2.5miRNA-208a對HFrEF的診斷價值:miRNA-208a診斷HFrEF的曲線下面積(AUC)為0.757,最佳截斷值為5.19,約登指數為0.417,敏感度為89.29,特異度為52.42%。血清NT-proBNP、miRNA-208a及β-MHC mRNA三者聯合診斷的AUC為0.996,最佳截斷值為0.592,約登指數為0.956,敏感度為96.43%,特異度為99.19%。見表5、圖2。

表5 miRNA-208a對HFrEF的診斷價值

圖2 NT-proBNP、miRNA-208a及β-MHC mRNA聯合的ROC曲線

3 討 論

根據LVEF可將HF分為HFrEF、LVEF中間狀態的HF、LVEF保留的HF(heart failure with preserved ejection fraction,HFPEF),其中LVEF保留的HF的發病率最高,而HFrEF的死亡率更高,因此,HFrEF的診斷具有重要的臨床意義[6-7]。隨著NT-proBNP水平的升高,心血管事件發生率明顯增高,在HF診斷和治療中NT-proBNP扮演重要角色,NT-proBNP亦是目前診斷HFrEF應用最廣的血清指標,在眾多國家HF指南中給出了明確的診斷臨界值[8]。肌球蛋白是由α-MHC、β-MHC 2條重鏈和4條輕鏈組成的重要的心肌收縮蛋白,α-MHC和β-MHC表達產物有3種二聚體(V1型、V2型、V3型),其中V1型收縮活性最強,V3型最弱。心肌肥厚時,α-MHC的表達水平下降,β-MHC的表達水平上升,表達產物由V1型轉化為V3型,心肌收縮力減弱,而這一過程受多種miRNAs調控。

循環miRNAs是Mitchell P S等[9]于2008年研究發現的,可穩定存在于尿液、羊水、血液(如血清、紅細胞、血漿、血小板)等體液中,且不會被內源性RNA聚合酶降解。血液中含有RNA降解酶,但血液中的miRNAs對其耐受,可穩定存在,同時miRNAs在室溫、凍融、反復煮沸、強堿、強酸條件下仍可保持穩定,為體外試驗奠定有利條件。miRNAs的特征表達模式與病理性心肌肥厚、心力衰竭和心肌梗死密切相關,循環血中存在大量成熟的miRNAs,心肌受損后,因心肌細胞異常而產生的miRNAs被釋放入血,對HF患者檢測相關miRNAs表達水平,有助于實現HF的早期預防和診斷[10]。

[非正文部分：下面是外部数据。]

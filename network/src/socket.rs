use std::{
    io::{Error, ErrorKind, Result},
    net::Ipv4Addr,
};

use ipnet::Ipv4Net;
use netlink_packet_core::{
    NetlinkHeader, NetlinkMessage, NetlinkPayload, NLM_F_ACK, NLM_F_CREATE, NLM_F_DUMP,
    NLM_F_EXCL, NLM_F_REQUEST,
};
use netlink_packet_route::{
    nlas::{address, link, route},
    AddressMessage, LinkMessage, RouteMessage, RtnlMessage, AF_INET, IFF_UP, RTN_UNICAST,
    RTPROT_BOOT, RT_SCOPE_LINK, RT_SCOPE_UNIVERSE, RT_TABLE_MAIN,
};
use netlink_sys::{protocols::NETLINK_ROUTE, SocketAddr};

use crate::link::Link;

const RECV_BUF_SIZE: usize = 8192;
const NLMSG_ALIGNTO: usize = 4;
const RTA_ALIGNTO: usize = 4;

const RTM_SETLINK: u16 = 19;
const AF_BRIDGE: u8 = 7;
const IFLA_PROTINFO: u16 = 12;
const IFLA_BRPORT_MODE: u16 = 4;
const NLA_F_NESTED: u16 = 0x8000;

/// NETLINK_ROUTE socket bound to the network namespace it was opened in.
pub struct RouteSocket {
    socket: netlink_sys::Socket,
    sequence_number: u32,
    buffer: Vec<u8>,
}

impl RouteSocket {
    pub fn new() -> Result<Self> {
        let mut socket = netlink_sys::Socket::new(NETLINK_ROUTE)?;
        let _ = socket.bind_auto()?;
        socket.connect(&SocketAddr::new(0, 0))?;

        Ok(Self {
            socket,
            sequence_number: 0,
            buffer: vec![0; RECV_BUF_SIZE],
        })
    }

    pub fn link_by_name(&mut self, name: &str) -> Result<Link> {
        let mut msg = LinkMessage::default();
        msg.nlas.push(link::Nla::IfName(name.to_string()));

        let mut result = self.request(RtnlMessage::GetLink(msg), 0)?;
        match result.pop() {
            Some(RtnlMessage::NewLink(m)) => Ok(Link::from(m)),
            _ => Err(Error::new(
                ErrorKind::InvalidData,
                "unexpected response to RTM_GETLINK",
            )),
        }
    }

    pub fn link_add(&mut self, msg: LinkMessage) -> Result<()> {
        self.request(
            RtnlMessage::NewLink(msg),
            NLM_F_ACK | NLM_F_CREATE | NLM_F_EXCL,
        )?;
        Ok(())
    }

    pub fn link_set_up(&mut self, index: u32) -> Result<()> {
        let mut msg = LinkMessage::default();
        msg.header.index = index;
        msg.header.flags |= IFF_UP;
        msg.header.change_mask |= IFF_UP;

        self.request(RtnlMessage::SetLink(msg), NLM_F_ACK)?;
        Ok(())
    }

    pub fn link_set_master(&mut self, index: u32, master: u32) -> Result<()> {
        let mut msg = LinkMessage::default();
        msg.header.index = index;
        msg.nlas.push(link::Nla::Master(master));

        self.request(RtnlMessage::SetLink(msg), NLM_F_ACK)?;
        Ok(())
    }

    pub fn link_set_address(&mut self, index: u32, mac: [u8; 6]) -> Result<()> {
        let mut msg = LinkMessage::default();
        msg.header.index = index;
        msg.nlas.push(link::Nla::Address(mac.to_vec()));

        self.request(RtnlMessage::SetLink(msg), NLM_F_ACK)?;
        Ok(())
    }

    /// Sets hairpin (reflective relay) mode on a bridge port.
    pub fn link_set_hairpin(&mut self, index: u32, enabled: bool) -> Result<()> {
        self.sequence_number += 1;
        let buf = hairpin_request(self.sequence_number, index, enabled);

        self.socket.send(&buf, 0)?;
        self.recv(false)?;
        Ok(())
    }

    /// IPv4 addresses currently assigned to the link at `index`.
    pub fn addr_list_v4(&mut self, index: u32) -> Result<Vec<Ipv4Net>> {
        let mut msg = AddressMessage::default();
        msg.header.family = AF_INET as u8;

        let result = self.request(RtnlMessage::GetAddress(msg), NLM_F_DUMP)?;

        // the kernel does not filter address dumps by index
        Ok(result
            .into_iter()
            .filter_map(|m| match m {
                RtnlMessage::NewAddress(m)
                    if m.header.index == index && m.header.family == AF_INET as u8 =>
                {
                    address_of(&m)
                }
                _ => None,
            })
            .collect())
    }

    pub fn addr_add_v4(&mut self, index: u32, addr: Ipv4Net) -> Result<()> {
        let mut msg = AddressMessage::default();
        msg.header.family = AF_INET as u8;
        msg.header.prefix_len = addr.prefix_len();
        msg.header.index = index;

        let octets = addr.addr().octets().to_vec();
        msg.nlas.push(address::Nla::Local(octets.clone()));
        msg.nlas.push(address::Nla::Address(octets));
        if addr.prefix_len() < 31 {
            msg.nlas.push(address::Nla::Broadcast(
                addr.broadcast().octets().to_vec(),
            ));
        }

        self.request(
            RtnlMessage::NewAddress(msg),
            NLM_F_ACK | NLM_F_CREATE | NLM_F_EXCL,
        )?;
        Ok(())
    }

    pub fn route_add_v4(&mut self, index: u32, dst: Ipv4Net, gw: Option<Ipv4Addr>) -> Result<()> {
        let mut msg = RouteMessage::default();
        msg.header.address_family = AF_INET as u8;
        msg.header.destination_prefix_length = dst.prefix_len();
        msg.header.table = RT_TABLE_MAIN;
        msg.header.protocol = RTPROT_BOOT;
        msg.header.kind = RTN_UNICAST;
        msg.header.scope = match gw {
            Some(_) => RT_SCOPE_UNIVERSE,
            None => RT_SCOPE_LINK,
        };

        if dst.prefix_len() > 0 {
            msg.nlas
                .push(route::Nla::Destination(dst.network().octets().to_vec()));
        }
        if let Some(gw) = gw {
            msg.nlas.push(route::Nla::Gateway(gw.octets().to_vec()));
        }
        msg.nlas.push(route::Nla::Oif(index));

        self.request(
            RtnlMessage::NewRoute(msg),
            NLM_F_ACK | NLM_F_CREATE | NLM_F_EXCL,
        )?;
        Ok(())
    }

    fn request(&mut self, msg: RtnlMessage, flags: u16) -> Result<Vec<RtnlMessage>> {
        self.send(msg, flags)?;
        self.recv(flags & NLM_F_DUMP == NLM_F_DUMP)
    }

    fn send(&mut self, msg: RtnlMessage, flags: u16) -> Result<()> {
        let mut packet = NetlinkMessage::new(NetlinkHeader::default(), NetlinkPayload::from(msg));
        packet.header.flags = NLM_F_REQUEST | flags;
        packet.header.sequence_number = {
            self.sequence_number += 1;
            self.sequence_number
        };
        packet.finalize();

        let len = packet.buffer_len();
        if len > self.buffer.len() {
            self.buffer.resize(len, 0);
        }
        packet.serialize(&mut self.buffer[..len]);

        self.socket.send(&self.buffer[..len], 0)?;
        Ok(())
    }

    fn recv(&mut self, multi: bool) -> Result<Vec<RtnlMessage>> {
        let mut result = Vec::new();

        loop {
            let size = self.socket.recv(&mut &mut self.buffer[..], 0)?;
            let mut offset = 0;

            while offset < size {
                let bytes = &self.buffer[offset..size];
                let rx_packet: NetlinkMessage<RtnlMessage> = NetlinkMessage::deserialize(bytes)
                    .map_err(|e| Error::new(ErrorKind::InvalidData, e.to_string()))?;

                if rx_packet.header.sequence_number != self.sequence_number {
                    return Err(Error::new(
                        ErrorKind::InvalidData,
                        format!(
                            "wrong sequence number: {}, expected: {}",
                            rx_packet.header.sequence_number, self.sequence_number
                        ),
                    ));
                }

                let length = rx_packet.header.length as usize;

                match rx_packet.payload {
                    NetlinkPayload::Done => return Ok(result),
                    NetlinkPayload::Noop => {}
                    NetlinkPayload::Overrun(_) => {
                        return Err(Error::new(ErrorKind::Other, "netlink overrun"))
                    }
                    NetlinkPayload::Error(e) | NetlinkPayload::Ack(e) => {
                        if e.code != 0 {
                            return Err(Error::from_raw_os_error(-e.code));
                        }
                        return Ok(result);
                    }
                    NetlinkPayload::InnerMessage(msg) => {
                        result.push(msg);
                        if !multi {
                            return Ok(result);
                        }
                    }
                    _ => {}
                };

                if length == 0 {
                    break;
                }
                offset += align(length, NLMSG_ALIGNTO);
            }
        }
    }
}

fn align(len: usize, align_to: usize) -> usize {
    (len + align_to - 1) & !(align_to - 1)
}

fn push_attr(buf: &mut Vec<u8>, rta_type: u16, value: &[u8]) {
    let rta_len = (4 + value.len()) as u16;
    buf.extend_from_slice(&rta_len.to_ne_bytes());
    buf.extend_from_slice(&rta_type.to_ne_bytes());
    buf.extend_from_slice(value);
    buf.resize(align(buf.len(), RTA_ALIGNTO), 0);
}

/// RTM_SETLINK for the AF_BRIDGE family carrying IFLA_PROTINFO { IFLA_BRPORT_MODE }.
fn hairpin_request(sequence_number: u32, index: u32, enabled: bool) -> Vec<u8> {
    let mut brport = Vec::new();
    push_attr(&mut brport, IFLA_BRPORT_MODE, &[enabled as u8]);

    // ifinfomsg
    let mut body = vec![AF_BRIDGE, 0, 0, 0];
    body.extend_from_slice(&index.to_ne_bytes());
    body.extend_from_slice(&0u32.to_ne_bytes());
    body.extend_from_slice(&0u32.to_ne_bytes());
    // without NLA_F_NESTED the bridge reads IFLA_PROTINFO as a port state
    push_attr(&mut body, IFLA_PROTINFO | NLA_F_NESTED, &brport);

    let len = (16 + body.len()) as u32;
    let mut buf = Vec::with_capacity(len as usize);
    buf.extend_from_slice(&len.to_ne_bytes());
    buf.extend_from_slice(&RTM_SETLINK.to_ne_bytes());
    buf.extend_from_slice(&(NLM_F_REQUEST | NLM_F_ACK).to_ne_bytes());
    buf.extend_from_slice(&sequence_number.to_ne_bytes());
    buf.extend_from_slice(&0u32.to_ne_bytes());
    buf.extend_from_slice(&body);
    buf
}

fn address_of(msg: &AddressMessage) -> Option<Ipv4Net> {
    // IFA_LOCAL is the interface's own address; IFA_ADDRESS may be the peer on p2p links
    let mut local = None;
    let mut addr = None;

    for nla in &msg.nlas {
        match nla {
            address::Nla::Local(bytes) => local = ipv4_from(bytes),
            address::Nla::Address(bytes) => addr = ipv4_from(bytes),
            _ => {}
        }
    }

    local
        .or(addr)
        .and_then(|ip| Ipv4Net::new(ip, msg.header.prefix_len).ok())
}

fn ipv4_from(bytes: &[u8]) -> Option<Ipv4Addr> {
    let octets: [u8; 4] = bytes.try_into().ok()?;
    Some(Ipv4Addr::from(octets))
}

近來報道,心力衰竭引起的心肌損傷可以引起多種miRNA(miRNA-19a、miRNA-19b、miR-1、miR-208、miR-133等)在血液循環中的表達水平發生變化。JinL[11]的研究發現,心力衰竭小鼠miRNA-19a/19b特異性表達,其與受損心肌的再生和修復密切相關。miR-208是一種編碼在Myh6基因內含子內的miRNA,它調節心臟應激反應。小鼠中miR-208的基因缺失未能誘導一種在基線時的顯性表型,對幾種形式的心臟壓力做出反應,miR-208-null小鼠幾乎沒有心肌細胞肥大或纖維化上調Myh7表達。在成人心臟中,miR-208不僅對Myh7的表達至關重要,而且對與之相關的肌球蛋白亞型Myh7b的表達也至關重要[12]。值得注意的是,這兩個基因都編碼肌球蛋白,并含有內含子miRNA(分別為miR-208b和miR-499),miR-208a、miR-208b和miR-499是由肌球蛋白基因產生的相關miRNA,這些miRNA統稱為MyomiR,miR-208a的基因缺失會降低成年心臟中Myh7b/miR-499的表達[13]。miRNA對心臟功能和功能障礙的重要性表明,在心臟病的背景下,有可能在診斷和治療上利用miRNA的生物學特性[14]。

本研究中比較了HFrEF、非HFrEF患者和對照組的心功能,發現三組LVEF、LVFS、LAD、LVMI存在明顯差異,HFrEF組和非HFrEF組LVEF、LVFS均明顯低于對照組,而LAD、LVMI均明顯高于對照組;HFrEF組LVEF、LVFS均明顯低于非HFrEF組,LAD、LVMI均明顯高于非HFrEF組。三組血清NT-proBNP及miRNA-208a、β-MHC mRNA表達量存在明顯差異,三組miRNA-208a表達量與LVEF、LVFS呈負相關,與LAD、LVMI、NT-proBNP及β-MHC mRNA呈正相關。miRNA-208a診斷HFrEF的曲線下面積(AUC)為0.757,最佳截斷值為5.19,約登指數為0.417,敏感度為89.29,特異度為52.42%。血清NT-proBNP、miRNA-208a及β-MHC mRNA三者聯合診斷的AUC為0.996,最佳截斷值為0.592,約登指數為0.956,敏感度為96.43%,特異度為99.19%。因此,我們認為miRNA-208a可作為診斷HFrEF的生物學標志物,與NT-proBNP、β-MHC mRNA聯合應用診斷效能更佳。